Segundo Flávia Rahal, presidente do IDDD – OSCIP formada basicamente por advogados atuantes na área criminal com o intuito de atender pessoas que não tem acesso à defesa – “o projeto surgiu com a ideia de utilizar a arte pra que essas pessoas que estão privadas da sua liberdade pudessem ter uma forma de se manifestar, porque isso também é uma forma de defesa, de autodefesa”. Assim, internas, presas e agentes carcerárias produziram materiais artísticos por meio de oficinas, subdividas em fotografia, literatura e desenho. Na quarta-feira, 28/4, o Instituto lançou o livro O direito do olhar – publicar para replicar, que documenta o processo de realização do projeto, bem como várias das produções artísticas de suas participantes.
Questionada sobre o motivo de o projeto ter sido direcionado às mulheres encarceradas, Rahal explicita a diferença das dificuldades que essas enfrentam: “Aqui em São Paulo, a mulher não tem direito a visita íntima, o homem tem. A mulher não é visitada pelos seus familiares, muitas vezes fica esquecida no sistema. Os homens são visitados, porque a mulher que tá do lado de fora tem uma fidelidade muito maior pro homem que está preso do que o inverso. A mulher é presa grávida. A mulher é presa e dá a luz. Fica com o filho quando o filho é pequeno, depois ele é tirado dos braços dela”. “Então dentro de uma parte da sociedade que é excluída, elas são as mais atingidas por esse esquecimento e pela falta de olhar, que deveria ser diferenciado pelo gênero”, conclui a advogada.
Hoje, aproximadamente 25.909 mulheres cumprem pena no Brasil, representando 6% da população carcerária. De acordo com o Relatório final do Grupo de Trabalho Interministerial – Reorganização e Reformulação do sistema prisional feminino, realizado pelo Governo Federal em 2007, existem no país apenas 55 unidades prisionais femininas. Antes de serem presas, 66% das mulheres moravam com seus filhos e apenas em 19,5% dos casos o companheiro assume a educação da(s) criança(s). Ainda referente à questão das presas com seus filhos, a pesquisa revela que os espaços destinados a creches nos presídios são precários e não existem critérios para separar mãe e filho. Além disso, a lei não estipula período obrigatório para amamentação.
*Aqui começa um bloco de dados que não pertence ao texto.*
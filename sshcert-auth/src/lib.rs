//! OpenSSH public keys and certificates.
//!
//! This crate is IO-free:
//! - No filesystem operations
//! - No network calls
//! - No clock access beyond `SystemTime::now()` in the convenience
//!   validators, each of which has an explicit-time variant
//!
//! Modules:
//! - [`wire`] - SSH binary field codec
//! - [`keys`] - Ed25519 and ECDSA (P-256, P-384, P-521) public keys,
//!   signatures, fingerprints and the [`keys::SshSigner`] capability
//! - [`cert`] - `*-cert-v01@openssh.com` certificates and their validation
//! - [`policy`] - trusted-CA configuration and authentication
//!
//! # Example
//!
//! ```no_run
//! use sshcert_auth::{CertificatePolicy, CertificateType, PublicKey};
//!
//! # fn run(offered_text: &str, ca_file: &str) -> Result<(), Box<dyn std::error::Error>> {
//! let authorities = sshcert_auth::parse_trusted_authorities(ca_file)?;
//! let policy = CertificatePolicy::new(authorities)?.with_critical_option("force-command");
//!
//! let offered: PublicKey = offered_text.parse()?;
//! let identity = policy.authenticate(&offered, "alice", CertificateType::User)?;
//! println!("{} authenticated with {}", identity.principal(), identity.key_id());
//! # Ok(())
//! # }
//! ```

pub mod cert;
mod error;
pub mod keys;
pub mod policy;
pub mod wire;

pub use cert::{Certificate, CertificateOptions, CertificateParts, CertificateType};
pub use error::SshKeyError;
pub use keys::{
    EcdsaCurve, EcdsaPublicKey, Ed25519PublicKey, Fingerprint, KeyAlgorithm, PublicKey,
    SshSignature, SshSigner,
};
pub use policy::{parse_trusted_authorities, CertificatePolicy, CertifiedIdentity, PolicyError};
A opressão pela condição de gênero também é frequente, “a tortura psicológica é amplamente utilizada, por meio da ameaça de violência e morte ou constrangimento sexual, notadamente em unidades que têm população mista ou em que os funcionários são homens”, expressa o relatório.
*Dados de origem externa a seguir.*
//! Certificate wire codec.
//!
//! Field order after the algorithm identifier:
//!
//! | Field            | Encoding                                   |
//! |------------------|--------------------------------------------|
//! | nonce            | string                                     |
//! | base key fields  | algorithm-specific, no identifier          |
//! | serial           | uint64                                     |
//! | type             | uint32 (1 user, 2 host)                    |
//! | key id           | string                                     |
//! | valid principals | string containing strings                  |
//! | valid after      | uint64                                     |
//! | valid before     | uint64                                     |
//! | critical options | string containing name/data pairs          |
//! | extensions       | string containing name/data pairs          |
//! | reserved         | string                                     |
//! | signature key    | string containing a full public key blob   |
//! | signature        | string containing a signature blob         |
//!
//! The signed range runs from the algorithm identifier through the
//! signature key.

use bytes::{Buf, BufMut, BytesMut};

use crate::error::SshKeyError;
use crate::keys::{KeyAlgorithm, PublicKey, SshSignature};
use crate::wire::{WireReader, WireWrite, MAX_FIELD_LEN};

use super::certificate::{Certificate, CertificateParts, CertificateType};
use super::options::CertificateOptions;

impl Certificate {
    /// Decode a certificate blob from the front of `bytes`.
    ///
    /// Returns the certificate and the number of bytes it occupied.
    ///
    /// # Errors
    ///
    /// Returns `SshKeyError::NeedMoreData` if `bytes` ends inside the blob,
    /// `SshKeyError::Malformed` if the blob is invalid or is a plain key.
    pub fn decode(bytes: &[u8]) -> Result<(Self, usize), SshKeyError> {
        let mut reader = WireReader::new(bytes);
        let id = reader.read_algorithm_id()?;
        let algorithm = KeyAlgorithm::from_certificate_id(id)
            .ok_or(SshKeyError::Malformed("not a certificate algorithm"))?;
        let cert = Self::read_fields(algorithm, &mut reader)?;
        Ok((cert, reader.consumed()))
    }

    /// Decode a certificate from the front of a streaming buffer.
    ///
    /// On success the buffer is advanced past the certificate. `Ok(None)`
    /// means more bytes are needed, and the buffer is left untouched.
    ///
    /// # Errors
    ///
    /// Returns `SshKeyError::Malformed` if the buffered bytes cannot be a
    /// certificate; the buffer is left untouched.
    pub fn read_from(buf: &mut BytesMut) -> Result<Option<Self>, SshKeyError> {
        let decoded = Self::decode(&buf[..]);
        match decoded {
            Ok((cert, consumed)) => {
                buf.advance(consumed);
                Ok(Some(cert))
            }
            Err(SshKeyError::NeedMoreData) => Ok(None),
            Err(e) => Err(e),
        }
    }

    /// Read the fields following a certificate algorithm identifier.
    pub(crate) fn read_fields(
        algorithm: KeyAlgorithm,
        reader: &mut WireReader<'_>,
    ) -> Result<Self, SshKeyError> {
        let nonce = reader.read_string()?.to_vec();
        let key = PublicKey::read_plain_fields(algorithm, reader)?;
        let serial = reader.read_u64()?;
        let cert_type = CertificateType::from_wire(reader.read_u32()?)
            .ok_or(SshKeyError::Malformed("unknown certificate type"))?;
        let key_id = reader.read_utf8()?.to_owned();
        let valid_principals = read_principals(reader)?;
        let valid_after = reader.read_u64()?;
        let valid_before = reader.read_u64()?;
        let critical_options = CertificateOptions::read(reader)?;
        let extensions = CertificateOptions::read(reader)?;
        let reserved = reader.read_string()?.to_vec();
        let signature_key = read_signature_key(reader)?;
        let signature = read_signature(reader)?;

        Ok(Self::from_checked_parts(CertificateParts {
            nonce,
            cert_type,
            serial,
            key,
            key_id,
            valid_principals,
            valid_after,
            valid_before,
            critical_options,
            extensions,
            reserved,
            signature_key,
            signature,
        }))
    }

    /// Append every field after the identifier, up to the signature.
    fn encode_signed_fields<B: BufMut>(&self, buf: &mut B) {
        let parts = self.parts();
        buf.put_ssh_string(&parts.nonce);
        parts.key.encode_fields(buf);
        buf.put_u64(parts.serial);
        buf.put_u32(parts.cert_type.to_wire());
        buf.put_ssh_str(&parts.key_id);
        buf.put_ssh_nested(|list| {
            for principal in &parts.valid_principals {
                list.put_ssh_str(principal);
            }
        });
        buf.put_u64(parts.valid_after);
        buf.put_u64(parts.valid_before);
        parts.critical_options.encode(buf);
        parts.extensions.encode(buf);
        buf.put_ssh_string(&parts.reserved);
        buf.put_ssh_nested(|blob| parts.signature_key.encode(blob));
    }

    /// Append every field after the identifier.
    pub(crate) fn encode_fields<B: BufMut>(&self, buf: &mut B) {
        self.encode_signed_fields(buf);
        buf.put_ssh_nested(|blob| self.signature().encode(blob));
    }

    /// Append the full certificate blob.
    pub fn encode<B: BufMut>(&self, buf: &mut B) {
        buf.put_ssh_str(self.algorithm_id());
        self.encode_fields(buf);
    }

    /// The full certificate blob.
    #[must_use]
    pub fn to_bytes(&self) -> Vec<u8> {
        let mut buf = Vec::new();
        self.encode(&mut buf);
        buf
    }

    /// The bytes covered by the CA signature.
    ///
    /// This is the certificate blob truncated before the signature field,
    /// rebuilt from the current field values.
    #[must_use]
    pub fn signed_data(&self) -> Vec<u8> {
        let mut buf = Vec::new();
        buf.put_ssh_str(self.algorithm_id());
        self.encode_signed_fields(&mut buf);
        buf
    }
}

/// Reject parts with a length-prefixed field longer than [`MAX_FIELD_LEN`].
///
/// The decoder refuses such fields, so a certificate holding one could be
/// encoded but never read back.
pub(crate) fn check_field_lengths(parts: &CertificateParts) -> Result<(), SshKeyError> {
    let principals: usize = parts
        .valid_principals
        .iter()
        .map(|principal| 4 + principal.len())
        .sum();
    let lengths = [
        parts.nonce.len(),
        parts.key_id.len(),
        principals,
        parts.critical_options.encoded_len(),
        parts.extensions.encoded_len(),
        parts.reserved.len(),
    ];
    if lengths.into_iter().any(|len| len > MAX_FIELD_LEN) {
        return Err(SshKeyError::Malformed("field length exceeds limit"));
    }
    Ok(())
}

fn read_principals(reader: &mut WireReader<'_>) -> Result<Vec<String>, SshKeyError> {
    let mut list = reader.read_nested()?;
    let mut principals = Vec::new();
    while !list.is_empty() {
        let principal = list
            .read_utf8()
            .map_err(|e| e.complete_input("truncated principal"))?;
        principals.push(principal.to_owned());
    }
    Ok(principals)
}

fn read_signature_key(reader: &mut WireReader<'_>) -> Result<PublicKey, SshKeyError> {
    let mut blob = reader.read_nested()?;
    let key = PublicKey::read(&mut blob).map_err(|e| e.complete_input("truncated signature key"))?;
    if key.is_certified() {
        return Err(SshKeyError::Malformed("certificate chaining"));
    }
    blob.expect_end("trailing signature key data")?;
    Ok(key)
}

fn read_signature(reader: &mut WireReader<'_>) -> Result<SshSignature, SshKeyError> {
    let mut blob = reader.read_nested()?;
    let signature =
        SshSignature::read(&mut blob).map_err(|e| e.complete_input("truncated signature"))?;
    blob.expect_end("trailing signature data")?;
    Ok(signature)
}

#[cfg(test)]
mod tests {
    use super::*;
    use crate::keys::SshSigner;

    fn issue(cert_type: CertificateType) -> Certificate {
        let ca = p256::ecdsa::SigningKey::random(&mut rand::rngs::OsRng);
        let subject = ed25519_dalek::SigningKey::generate(&mut rand::rngs::OsRng);
        let mut cert = Certificate::from_parts(CertificateParts {
            nonce: vec![1, 2, 3, 4],
            cert_type,
            serial: 543,
            key: subject.ssh_public_key(),
            key_id: "test key".to_string(),
            valid_principals: vec!["localhost".to_string(), "example.com".to_string()],
            valid_after: 10,
            valid_before: 20,
            critical_options: CertificateOptions::from([("cats", "dogs")]),
            extensions: CertificateOptions::from([("permit-pty", "")]),
            reserved: Vec::new(),
            signature_key: ca.ssh_public_key(),
            signature: SshSignature::Ed25519([0; 64]),
        })
        .unwrap();
        cert.sign_with(&ca).unwrap();
        cert
    }

    #[test]
    fn test_roundtrip_is_exact() {
        let cert = issue(CertificateType::Host);
        let bytes = cert.to_bytes();

        let (decoded, consumed) = Certificate::decode(&bytes).unwrap();
        assert_eq!(consumed, bytes.len());
        assert_eq!(decoded.to_bytes(), bytes);
        assert_eq!(decoded, cert);
        assert_eq!(decoded.algorithm_id(), "ssh-ed25519-cert-v01@openssh.com");
    }

    #[test]
    fn test_signed_data_is_prefix_of_blob() {
        let cert = issue(CertificateType::User);
        let bytes = cert.to_bytes();
        let signed = cert.signed_data();

        assert!(bytes.starts_with(&signed));
        let mut tail = WireReader::new(&bytes[signed.len()..]);
        let signature = tail.read_string().unwrap();
        assert!(tail.is_empty());
        assert_eq!(signature, &cert.signature().to_bytes()[..]);
    }

    #[test]
    fn test_every_prefix_needs_more_data() {
        let bytes = issue(CertificateType::User).to_bytes();
        for len in 0..bytes.len() {
            assert_eq!(
                Certificate::decode(&bytes[..len]).unwrap_err(),
                SshKeyError::NeedMoreData,
                "prefix of length {len}"
            );
        }
    }

    #[test]
    fn test_read_from_leaves_buffer_on_short_input() {
        let bytes = issue(CertificateType::User).to_bytes();
        let mut buf = BytesMut::from(&bytes[..bytes.len() - 1]);
        assert!(Certificate::read_from(&mut buf).unwrap().is_none());
        assert_eq!(buf.len(), bytes.len() - 1);

        buf.put_slice(&bytes[bytes.len() - 1..]);
        let cert = Certificate::read_from(&mut buf).unwrap().unwrap();
        assert!(buf.is_empty());
        assert_eq!(cert.to_bytes(), bytes);
    }

    #[test]
    fn test_field_at_limit_round_trips() {
        let mut cert = issue(CertificateType::User);
        // Name and data framing take 4 + 1 + 4 + 4 bytes of the list.
        let value = "v".repeat(MAX_FIELD_LEN - 13);
        *cert.extensions_mut() = CertificateOptions::from([("x", value)]);
        assert_eq!(cert.extensions().encoded_len(), MAX_FIELD_LEN);

        let ca = p256::ecdsa::SigningKey::random(&mut rand::rngs::OsRng);
        cert.sign_with(&ca).unwrap();
        let bytes = cert.to_bytes();

        let (decoded, consumed) = Certificate::decode(&bytes).unwrap();
        assert_eq!(consumed, bytes.len());
        assert_eq!(decoded, cert);
        assert_eq!(
            Certificate::decode(&bytes[..bytes.len() - 1]).unwrap_err(),
            SshKeyError::NeedMoreData
        );
    }

    #[test]
    fn test_unknown_type_rejected() {
        let cert = issue(CertificateType::User);
        let mut bytes = cert.to_bytes();
        // Identifier, nonce, ed25519 key, serial: the type tag follows.
        let offset = (4 + cert.algorithm_id().len()) + (4 + 4) + (4 + 32) + 8;
        assert_eq!(&bytes[offset..offset + 4], &[0, 0, 0, 1]);
        bytes[offset + 3] = 3;

        assert_eq!(
            Certificate::decode(&bytes).unwrap_err(),
            SshKeyError::Malformed("unknown certificate type")
        );
    }

    #[test]
    fn test_plain_key_is_not_a_certificate() {
        let key = ed25519_dalek::SigningKey::generate(&mut rand::rngs::OsRng).ssh_public_key();
        assert_eq!(
            Certificate::decode(&key.to_bytes()).unwrap_err(),
            SshKeyError::Malformed("not a certificate algorithm")
        );
    }

    #[test]
    fn test_certified_signature_key_rejected() {
        let inner = issue(CertificateType::User);
        let cert = issue(CertificateType::User);

        // Re-frame the blob with a certificate in the signature key slot.
        let mut bytes = Vec::new();
        bytes.put_ssh_str(cert.algorithm_id());
        let parts = cert.parts();
        bytes.put_ssh_string(&parts.nonce);
        parts.key.encode_fields(&mut bytes);
        bytes.put_u64(parts.serial);
        bytes.put_u32(parts.cert_type.to_wire());
        bytes.put_ssh_str(&parts.key_id);
        bytes.put_ssh_nested(|list| {
            for principal in &parts.valid_principals {
                list.put_ssh_str(principal);
            }
        });
        bytes.put_u64(parts.valid_after);
        bytes.put_u64(parts.valid_before);
        parts.critical_options.encode(&mut bytes);
        parts.extensions.encode(&mut bytes);
        bytes.put_ssh_string(&parts.reserved);
        bytes.put_ssh_nested(|blob| inner.encode(blob));
        bytes.put_ssh_nested(|blob| parts.signature.encode(blob));

        assert_eq!(
            Certificate::decode(&bytes).unwrap_err(),
            SshKeyError::Malformed("certificate chaining")
        );
    }

    #[test]
    fn test_trailing_signature_key_bytes_rejected() {
        let cert = issue(CertificateType::User);
        let signed = cert.signed_data();
        let key_blob = cert.signature_key().to_bytes();

        // Swap the signature key field for one with a trailing byte.
        let key_field_len = 4 + key_blob.len();
        let mut bytes = signed[..signed.len() - key_field_len].to_vec();
        let mut padded = key_blob;
        padded.push(0);
        bytes.put_ssh_string(&padded);
        bytes.put_ssh_nested(|blob| cert.signature().encode(blob));

        assert_eq!(
            Certificate::decode(&bytes).unwrap_err(),
            SshKeyError::Malformed("trailing signature key data")
        );
    }
}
Dentro da cidade de São Paulo, onde o concurso artístico foi posto em prática, o número total de presas era de cerca de 3,7 mil e, desse total, 680 mulheres, crianças e adolescentes se inscreveram. Entre essas, 360 foram selecionadas para participar.
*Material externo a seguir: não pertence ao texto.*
//! OpenSSH certificates.
//!
//! A [`Certificate`] binds a plain public key to a key id, a set of
//! principals, a validity window and option lists, under a CA signature.
//!
//! Decoding keeps every field, including the unused reserved field and
//! duplicate option names, so re-encoding an unmodified certificate yields
//! the original bytes. The CA signature covers that encoding up to the
//! signature field, so any mutation makes the signature fail to verify.
//!
//! [`Certificate::validate`] runs the checks a server applies before
//! accepting a certificate. Every failure is reported as
//! [`SshKeyError::InvalidCertificate`](crate::SshKeyError::InvalidCertificate).

mod certificate;
mod codec;
mod options;
mod validate;

pub use certificate::{Certificate, CertificateParts, CertificateType};
pub use options::CertificateOptions;

pub(crate) use validate::unix_now;
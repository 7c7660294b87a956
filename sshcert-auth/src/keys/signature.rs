//! SSH signature blobs.

use bytes::BufMut;

use crate::error::SshKeyError;
use crate::wire::{mpint_body, WireReader, WireWrite};

use super::algorithm::{EcdsaCurve, KeyAlgorithm};

/// Length of a raw Ed25519 signature.
pub const ED25519_SIGNATURE_LEN: usize = 64;

/// A signature in SSH wire form: `string(algorithm) || string(blob)`.
///
/// ECDSA scalars keep their `mpint` bodies exactly as received so that
/// re-encoding a decoded signature reproduces the original bytes.
#[derive(Clone, PartialEq, Eq, Hash)]
pub enum SshSignature {
    /// Raw 64-byte Ed25519 signature.
    Ed25519([u8; ED25519_SIGNATURE_LEN]),
    /// ECDSA signature as two `mpint` bodies.
    Ecdsa {
        /// Curve named by the signature algorithm.
        curve: EcdsaCurve,
        /// `mpint` body of `r`.
        r: Vec<u8>,
        /// `mpint` body of `s`.
        s: Vec<u8>,
    },
}

impl SshSignature {
    /// Build an ECDSA signature from unsigned big-endian scalars.
    #[must_use]
    pub fn ecdsa_from_scalars(curve: EcdsaCurve, r: &[u8], s: &[u8]) -> Self {
        Self::Ecdsa {
            curve,
            r: mpint_body(r),
            s: mpint_body(s),
        }
    }

    /// The algorithm this signature was made with.
    #[must_use]
    pub fn algorithm(&self) -> KeyAlgorithm {
        match self {
            Self::Ed25519(_) => KeyAlgorithm::Ed25519,
            Self::Ecdsa { curve, .. } => KeyAlgorithm::Ecdsa(*curve),
        }
    }

    /// Identifier written at the start of the signature blob.
    #[must_use]
    pub fn algorithm_id(&self) -> &'static str {
        self.algorithm().id()
    }

    /// Decode a complete signature blob.
    ///
    /// # Errors
    ///
    /// Returns `SshKeyError::Malformed` for unknown algorithms, wrong sizes,
    /// truncation, or trailing bytes.
    pub fn decode(bytes: &[u8]) -> Result<Self, SshKeyError> {
        let mut reader = WireReader::new(bytes);
        let signature =
            Self::read(&mut reader).map_err(|e| e.complete_input("truncated signature"))?;
        reader.expect_end("trailing signature data")?;
        Ok(signature)
    }

    pub(crate) fn read(reader: &mut WireReader<'_>) -> Result<Self, SshKeyError> {
        let id = reader.read_algorithm_id()?;
        let algorithm = KeyAlgorithm::from_id(id)
            .ok_or(SshKeyError::Malformed("unknown signature algorithm"))?;
        let mut blob = reader.read_nested()?;

        let signature = match algorithm {
            KeyAlgorithm::Ed25519 => {
                let raw: [u8; ED25519_SIGNATURE_LEN] = blob
                    .remaining()
                    .try_into()
                    .map_err(|_| SshKeyError::Malformed("invalid Ed25519 signature length"))?;
                Self::Ed25519(raw)
            }
            KeyAlgorithm::Ecdsa(curve) => {
                let r = blob
                    .read_string()
                    .map_err(|e| e.complete_input("truncated ECDSA signature"))?;
                let s = blob
                    .read_string()
                    .map_err(|e| e.complete_input("truncated ECDSA signature"))?;
                blob.expect_end("trailing ECDSA signature data")?;
                Self::Ecdsa {
                    curve,
                    r: r.to_vec(),
                    s: s.to_vec(),
                }
            }
        };
        Ok(signature)
    }

    /// Append the wire form of this signature to `buf`.
    pub fn encode<B: BufMut>(&self, buf: &mut B) {
        buf.put_ssh_str(self.algorithm_id());
        match self {
            Self::Ed25519(raw) => buf.put_ssh_string(raw),
            Self::Ecdsa { r, s, .. } => buf.put_ssh_nested(|blob| {
                blob.put_ssh_string(r);
                blob.put_ssh_string(s);
            }),
        }
    }

    /// The wire form of this signature.
    #[must_use]
    pub fn to_bytes(&self) -> Vec<u8> {
        let mut buf = Vec::new();
        self.encode(&mut buf);
        buf
    }
}

impl std::fmt::Debug for SshSignature {
    fn fmt(&self, f: &mut std::fmt::Formatter<'_>) -> std::fmt::Result {
        // Only the leading bytes; enough to tell signatures apart in logs.
        let head: Vec<u8> = match self {
            Self::Ed25519(raw) => raw[..4].to_vec(),
            Self::Ecdsa { r, .. } => r.iter().take(4).copied().collect(),
        };
        write!(f, "SshSignature({}, ", self.algorithm_id())?;
        for byte in head {
            write!(f, "{byte:02x}")?;
        }
        write!(f, "...)")
    }
}

/// Convert an `mpint` body to a fixed-width unsigned big-endian scalar.
///
/// Returns `None` for negative values or values wider than `width`.
pub(crate) fn fixed_width_scalar(mpint: &[u8], width: usize) -> Option<Vec<u8>> {
    if mpint.first().is_some_and(|b| b & 0x80 != 0) {
        return None;
    }
    let start = mpint.iter().position(|&b| b != 0).unwrap_or(mpint.len());
    let magnitude = &mpint[start..];
    if magnitude.len() > width {
        return None;
    }
    let mut scalar = vec![0u8; width - magnitude.len()];
    scalar.extend_from_slice(magnitude);
    Some(scalar)
}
Hermes de Souza, 45, um dos oficineiros da categoria de literatura, conta um pouco da sua experiência ao trabalhar no projeto. “Hoje eu sou articulador social, mas não fui isso por toda a minha vida. A década de 1990 foi a época que eu fiquei preso, fui também traficante e dependente químico por 10 anos”, relata. Souza descreve o seu primeiro envolvimento com a arte como um acaso, durante uma época crítica de sua vida, enquanto cumpria pena, “Hoje eu discuto a arte como um instrumento de transformação social. E eu a conheci numa brincadeira. Eu vi um pedaço de madeira e vi nas veias da madeira o desenho de uma cabeça de cavalo. Quando eu falei pros meus amigos de cela, eles acharam que o craque tinha comido meu cérebro. Foi aí que eu peguei um cortador de unha, e fiz a primeira escultura”, relata. “Tanto dentro do presídio quanto dentro da favela, eu tenho uma identidade muito forte com esse público. Essa credibilidade que eu tenho facilita bastante. Nas oficinas a gente chorava muito, as histórias delas eram muito fortes, diferentes da realidade que eu estava acostumado”, conta Hermes.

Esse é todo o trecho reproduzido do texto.